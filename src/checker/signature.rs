use anyhow::Result;

use crate::job::Job;
use crate::joblog::{Action, JobLog};

use super::outcar;
use super::{contcar_to_poscar, give_up, remove_files, Correction, Diagnose, IncarEdit};

type Fix = fn(&Job, &JobLog) -> Result<Correction>;

/// An error recognized by fixed strings in the computation's own output file.
pub(super) struct SignatureChecker {
    /// all of these must appear
    signatures: &'static [&'static str],
    fix: Fix,
}

impl Diagnose for SignatureChecker {
    fn detect(&self, job: &Job) -> Result<Option<String>> {
        let output = job.file(&job.stage().program_output);
        if !output.is_file() {
            return Ok(None);
        }
        let text = job.fs().read_lossy(&output)?;
        if self.signatures.iter().all(|sig| text.contains(sig)) {
            Ok(Some(format!(
                "'{}' in {}",
                self.signatures.join("' and '"),
                job.stage().program_output
            )))
        } else {
            Ok(None)
        }
    }

    fn correct(&self, job: &Job, log: &JobLog) -> Result<Correction> {
        (self.fix)(job, log)
    }
}

pub(super) static TOO_FEW_BANDS: SignatureChecker = SignatureChecker {
    signatures: &["TOO FEW BANDS"],
    fix: fix_too_few_bands,
};

pub(super) static RHOSYG: SignatureChecker = SignatureChecker {
    signatures: &["RHOSYG internal error"],
    fix: fix_rhosyg,
};

pub(super) static PRICEL: SignatureChecker = SignatureChecker {
    signatures: &["internal error in subroutine PRICEL"],
    fix: fix_pricel,
};

pub(super) static SUBSPACE_MATRIX: SignatureChecker = SignatureChecker {
    signatures: &["ERROR in subspace rotation PSSYEVX"],
    fix: fix_subspace_matrix,
};

pub(super) static EDDDAV: SignatureChecker = SignatureChecker {
    signatures: &["Error EDDDAV: Call to ZHEGV failed"],
    fix: fix_edddav,
};

pub(super) static ZPOTRF: SignatureChecker = SignatureChecker {
    signatures: &["LAPACK: Routine ZPOTRF failed"],
    fix: fix_zpotrf,
};

pub(super) static REAL_OPTLAY: SignatureChecker = SignatureChecker {
    signatures: &["REAL_OPTLAY: internal error"],
    fix: fix_real_optlay,
};

pub(super) static TETIRR: SignatureChecker = SignatureChecker {
    signatures: &["Routine TETIRR needs special values"],
    fix: fix_tetirr,
};

pub(super) static INCORRECT_SHIFT: SignatureChecker = SignatureChecker {
    signatures: &["Could not get correct shifts"],
    fix: fix_incorrect_shift,
};

pub(super) static BRMIX: SignatureChecker = SignatureChecker {
    signatures: &[
        "BRMIX: very serious problems",
        "the old and the new charge density differ",
    ],
    fix: fix_brmix,
};

pub(super) static ZBRENT: SignatureChecker = SignatureChecker {
    signatures: &["ZBRENT: fatal error"],
    fix: fix_zbrent,
};

const POTIM_DEFAULT: f64 = 0.5;
const POTIM_FLOOR: f64 = 0.1;
const EDIFF_DEFAULT: f64 = 1e-4;
const EDIFF_FLOOR: f64 = 1e-6;
const TOLERANCE: f64 = 1e-12;

fn close(a: f64, b: f64) -> bool {
    (a - b).abs() <= TOLERANCE * b.abs().max(1.0)
}

/// Short scientific notation, e.g. `1E-6` rather than `1.0000000000000002e-6`.
fn sci(v: f64) -> String {
    let s = format!("{v:.3E}");
    match s.split_once('E') {
        Some((mantissa, exp)) => {
            let mantissa = mantissa.trim_end_matches('0').trim_end_matches('.');
            format!("{mantissa}E{exp}")
        }
        None => s,
    }
}

/// Increase NBANDS by 10% over what the run actually used.
fn fix_too_few_bands(job: &Job, log: &JobLog) -> Result<Correction> {
    let path = job.file("OUTCAR");
    if !path.is_file() {
        return give_up(log, "too_few_bands: no OUTCAR to read NBANDS from");
    }
    let text = job.fs().read_lossy(&path)?;
    let Some(nbands) = outcar::nbands(&text, &path)? else {
        return give_up(log, "too_few_bands: NBANDS not found in OUTCAR");
    };
    let mut edit = IncarEdit::open(job, log)?;
    edit.set("NBANDS", &more_bands(nbands).to_string());
    edit.save()
}

/// 10% more, rounded up, and at least one more.
fn more_bands(nbands: u32) -> u32 {
    ((nbands * 11 + 9) / 10).max(nbands + 1)
}

/// Tighten SYMPREC first, then turn symmetry off.
fn fix_rhosyg(job: &Job, log: &JobLog) -> Result<Correction> {
    let mut edit = IncarEdit::open(job, log)?;
    let symprec = edit.get_as::<f64>("SYMPREC");
    if !symprec.is_some_and(|v| close(v, 1e-4)) {
        edit.set("SYMPREC", "1E-4");
    } else if edit.get_as::<i32>("ISYM") != Some(0) {
        edit.set("ISYM", "0");
    } else {
        return give_up(log, "rhosyg: SYMPREC = 1E-4 and ISYM = 0 already");
    }
    edit.save()
}

fn fix_pricel(job: &Job, log: &JobLog) -> Result<Correction> {
    let mut edit = IncarEdit::open(job, log)?;
    let symprec_done = edit.get_as::<f64>("SYMPREC").is_some_and(|v| close(v, 1e-8));
    let isym_done = edit.get_as::<i32>("ISYM") == Some(0);
    if symprec_done && isym_done {
        return give_up(log, "pricel: SYMPREC = 1E-8 and ISYM = 0 already");
    }
    edit.set("SYMPREC", "1E-8");
    edit.set("ISYM", "0");
    edit.save()
}

fn fix_subspace_matrix(job: &Job, log: &JobLog) -> Result<Correction> {
    let mut edit = IncarEdit::open(job, log)?;
    if edit.is("ALGO", "Normal") {
        return give_up(log, "subspace_matrix: ALGO = Normal already");
    }
    edit.set("ALGO", "Normal");
    edit.save()
}

fn fix_edddav(job: &Job, log: &JobLog) -> Result<Correction> {
    let mut edit = IncarEdit::open(job, log)?;
    if edit.is("ALGO", "All") {
        return give_up(log, "edddav: ALGO = All already");
    }
    remove_files(job, log, &["CHGCAR"])?;
    edit.set("ALGO", "All");
    edit.save()
}

/// Halve POTIM, down to a floor.
fn fix_zpotrf(job: &Job, log: &JobLog) -> Result<Correction> {
    let mut edit = IncarEdit::open(job, log)?;
    let potim = edit.get_as::<f64>("POTIM").unwrap_or(POTIM_DEFAULT) / 2.0;
    if potim < POTIM_FLOOR - TOLERANCE {
        return give_up(log, &format!("zpotrf: POTIM would drop below {POTIM_FLOOR}"));
    }
    edit.set("ISYM", "0");
    edit.set("POTIM", &potim.to_string());
    remove_files(job, log, &["WAVECAR", "CHGCAR"])?;
    edit.save()
}

fn fix_real_optlay(job: &Job, log: &JobLog) -> Result<Correction> {
    let mut edit = IncarEdit::open(job, log)?;
    if edit.get_as::<bool>("LREAL") == Some(false) {
        return give_up(log, "real_optlay: LREAL = .FALSE. already");
    }
    edit.set("LREAL", ".FALSE.");
    edit.save()
}

fn fix_tetirr(job: &Job, log: &JobLog) -> Result<Correction> {
    let mut edit = IncarEdit::open(job, log)?;
    if edit.get_as::<i32>("ISMEAR") == Some(0) {
        return give_up(log, "tetirr: ISMEAR = 0 already");
    }
    edit.set("ISMEAR", "0");
    edit.set("SIGMA", "0.05");
    edit.save()
}

/// Switch the k-point mesh to Gamma-centered (third line of KPOINTS).
fn fix_incorrect_shift(job: &Job, log: &JobLog) -> Result<Correction> {
    let path = job.file("KPOINTS");
    if !path.is_file() {
        return give_up(log, "incorrect_shift: no KPOINTS file");
    }
    let text = job.fs().read_to_string(&path)?;
    let mut lines: Vec<&str> = text.lines().collect();
    let Some(mode) = lines.get(2) else {
        return Err(super::MalformedOutput::new(path, "fewer than 3 lines").into());
    };
    if mode.trim_start().starts_with(['G', 'g']) {
        return give_up(log, "incorrect_shift: KPOINTS is Gamma-centered already");
    }
    let old = mode.trim().to_owned();
    lines[2] = "Gamma";
    let mut new_text = lines.join("\n");
    new_text.push('\n');
    job.fs().write_file(&path, &new_text)?;
    log.write(Action::Correct, &format!("KPOINTS: {old} -> Gamma"))?;
    Ok(Correction::Fixed)
}

fn fix_brmix(job: &Job, log: &JobLog) -> Result<Correction> {
    let mut edit = IncarEdit::open(job, log)?;
    if edit.get_as::<bool>("ADDGRID") == Some(true) {
        return give_up(log, "brmix: ADDGRID = .TRUE. already");
    }
    edit.set("ADDGRID", ".TRUE.");
    edit.save()
}

/// Switch to quasi-Newton relaxation with a tighter EDIFF, from the last geometry.
fn fix_zbrent(job: &Job, log: &JobLog) -> Result<Correction> {
    let mut edit = IncarEdit::open(job, log)?;
    let ediff = edit.get_as::<f64>("EDIFF").unwrap_or(EDIFF_DEFAULT) / 10.0;
    if ediff < EDIFF_FLOOR * (1.0 - 1e-9) {
        return give_up(log, &format!("zbrent: EDIFF would drop below {EDIFF_FLOOR:E}"));
    }
    edit.set("IBRION", "1");
    edit.set("EDIFF", &sci(ediff));
    contcar_to_poscar(job, log)?;
    edit.save()
}

#[cfg(test)]
mod test {
    use super::super::test::make_job;
    use super::super::{Checker, ON_THE_FLY};
    use super::*;
    use crate::fs::Fs;
    use crate::job::test::workflow;
    use std::fs;
    use tempfile::tempdir;

    const OUTCAR: &str = "\
   k-points           NKPTS =      4   k-points in BZ     NKDIM =      4   number of bands    NBANDS=     16
";

    #[test]
    fn test_too_few_bands() -> Result<()> {
        let dir = tempdir()?;
        let path = make_job(
            dir.path(),
            &[
                ("INCAR", "ENCUT = 520\nNBANDS = 12\nISMEAR = 0\n"),
                ("out", "TOO FEW BANDS"),
                ("OUTCAR", OUTCAR),
            ],
        )?;
        let fs_ = Fs::new(dir.path(), false);
        let wf = workflow("")?;
        let job = Job::new(&fs_, &wf, &path)?;

        assert_eq!(Correction::Fixed, Checker::resolve("too_few_bands", &job).correct()?);
        // 16 * 1.1 = 17.6, rounded up; other keys untouched and in order.
        assert_eq!(
            "ENCUT = 520\nNBANDS = 18\nISMEAR = 0\n",
            fs::read_to_string(path.join("INCAR"))?
        );
        Ok(())
    }

    #[test]
    fn test_more_bands() {
        assert_eq!(11, more_bands(10));
        assert_eq!(18, more_bands(16));
        assert_eq!(2, more_bands(1));
        assert_eq!(110, more_bands(100));
    }

    #[test]
    fn test_detect_in_output_with_invalid_bytes() -> Result<()> {
        let dir = tempdir()?;
        let path = make_job(dir.path(), &[("INCAR", "NBANDS = 12
")])?;
        fs::write(path.join("out"), b"\xff\xfe garbage\n TOO FEW BANDS\n")?;
        let fs_ = Fs::new(dir.path(), false);
        let wf = workflow("")?;
        let job = Job::new(&fs_, &wf, &path)?;

        assert!(TOO_FEW_BANDS.detect(&job)?.is_some());
        assert!(RHOSYG.detect(&job)?.is_none());
        Ok(())
    }

    #[test]
    fn test_too_few_bands_without_outcar() -> Result<()> {
        let dir = tempdir()?;
        let path = make_job(dir.path(), &[("INCAR", "NBANDS = 12\n")])?;
        let fs_ = Fs::new(dir.path(), false);
        let wf = workflow("")?;
        let job = Job::new(&fs_, &wf, &path)?;
        assert_eq!(Correction::NotFixed, Checker::resolve("too_few_bands", &job).correct()?);
        Ok(())
    }

    #[test]
    fn test_rhosyg_escalates() -> Result<()> {
        let dir = tempdir()?;
        let path = make_job(dir.path(), &[("INCAR", "ENCUT = 400\n"), ("out", "x")])?;
        let fs_ = Fs::new(dir.path(), false);
        let wf = workflow("")?;
        let job = Job::new(&fs_, &wf, &path)?;
        let log = job.log();

        assert_eq!(Correction::Fixed, fix_rhosyg(&job, &log)?);
        assert_eq!("ENCUT = 400\nSYMPREC = 1E-4\n", fs::read_to_string(path.join("INCAR"))?);
        assert_eq!(Correction::Fixed, fix_rhosyg(&job, &log)?);
        assert_eq!(
            "ENCUT = 400\nSYMPREC = 1E-4\nISYM = 0\n",
            fs::read_to_string(path.join("INCAR"))?
        );
        assert_eq!(Correction::NotFixed, fix_rhosyg(&job, &log)?);
        Ok(())
    }

    #[test]
    fn test_zpotrf_floor() -> Result<()> {
        let dir = tempdir()?;
        let path = make_job(
            dir.path(),
            &[("INCAR", "POTIM = 0.4\n"), ("WAVECAR", "bin"), ("CHGCAR", "bin")],
        )?;
        let fs_ = Fs::new(dir.path(), false);
        let wf = workflow("")?;
        let job = Job::new(&fs_, &wf, &path)?;
        let log = job.log();

        assert_eq!(Correction::Fixed, fix_zpotrf(&job, &log)?);
        assert_eq!("POTIM = 0.2\nISYM = 0\n", fs::read_to_string(path.join("INCAR"))?);
        assert!(!path.join("WAVECAR").exists());
        assert!(!path.join("CHGCAR").exists());
        assert_eq!(Correction::Fixed, fix_zpotrf(&job, &log)?);
        assert_eq!(Correction::NotFixed, fix_zpotrf(&job, &log)?);
        Ok(())
    }

    #[test]
    fn test_incorrect_shift() -> Result<()> {
        let dir = tempdir()?;
        let path = make_job(
            dir.path(),
            &[("INCAR", ""), ("KPOINTS", "auto\n0\nMonkhorst-Pack\n4 4 4\n")],
        )?;
        let fs_ = Fs::new(dir.path(), false);
        let wf = workflow("")?;
        let job = Job::new(&fs_, &wf, &path)?;
        let log = job.log();

        assert_eq!(Correction::Fixed, fix_incorrect_shift(&job, &log)?);
        assert_eq!("auto\n0\nGamma\n4 4 4\n", fs::read_to_string(path.join("KPOINTS"))?);
        assert_eq!(Correction::NotFixed, fix_incorrect_shift(&job, &log)?);

        fs::write(path.join("KPOINTS"), "auto\n")?;
        let err = fix_incorrect_shift(&job, &log).unwrap_err();
        assert!(err.downcast_ref::<super::super::MalformedOutput>().is_some());
        Ok(())
    }

    #[test]
    fn test_zbrent() -> Result<()> {
        let dir = tempdir()?;
        let path = make_job(
            dir.path(),
            &[
                ("INCAR", "IBRION = 2\nEDIFF = 1E-5\n"),
                ("POSCAR", "old"),
                ("CONTCAR", "new"),
            ],
        )?;
        let fs_ = Fs::new(dir.path(), false);
        let wf = workflow("")?;
        let job = Job::new(&fs_, &wf, &path)?;
        let log = job.log();

        assert_eq!(Correction::Fixed, fix_zbrent(&job, &log)?);
        assert_eq!("IBRION = 1\nEDIFF = 1E-6\n", fs::read_to_string(path.join("INCAR"))?);
        assert_eq!("new", fs::read_to_string(path.join("POSCAR"))?);
        assert!(!path.join("CONTCAR").exists());
        assert_eq!(Correction::NotFixed, fix_zbrent(&job, &log)?);
        Ok(())
    }

    #[test]
    fn test_sci() {
        assert_eq!("1E-6", sci(1e-5 / 10.0));
        assert_eq!("2.5E-5", sci(2.5e-5));
    }

    #[test]
    fn test_brmix_needs_both_signatures() -> Result<()> {
        let dir = tempdir()?;
        let path = make_job(
            dir.path(),
            &[("INCAR", ""), ("out", "BRMIX: very serious problems\n")],
        )?;
        let fs_ = Fs::new(dir.path(), false);
        let wf = workflow("")?;
        let job = Job::new(&fs_, &wf, &path)?;
        assert_eq!(None, BRMIX.detect(&job)?);

        fs::write(
            path.join("out"),
            "BRMIX: very serious problems\n the old and the new charge density differ\n",
        )?;
        assert!(BRMIX.detect(&job)?.is_some());
        // brmix only runs after the calculation
        fs::write(path.join("__running__"), "")?;
        assert_eq!(None, Checker::resolve(ON_THE_FLY, &job).check()?);
        Ok(())
    }
}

══════════

§ ACTIVITY: Search the listing for the string "serious". Copy each line where it is found.

§ EXPECTED OUTPUT:
        "BRMIX: very serious problems",
            &[("INCAR", ""), ("out", "BRMIX: very serious problems\n")],
            "BRMIX: very serious problems\n the old and the new charge density differ\n",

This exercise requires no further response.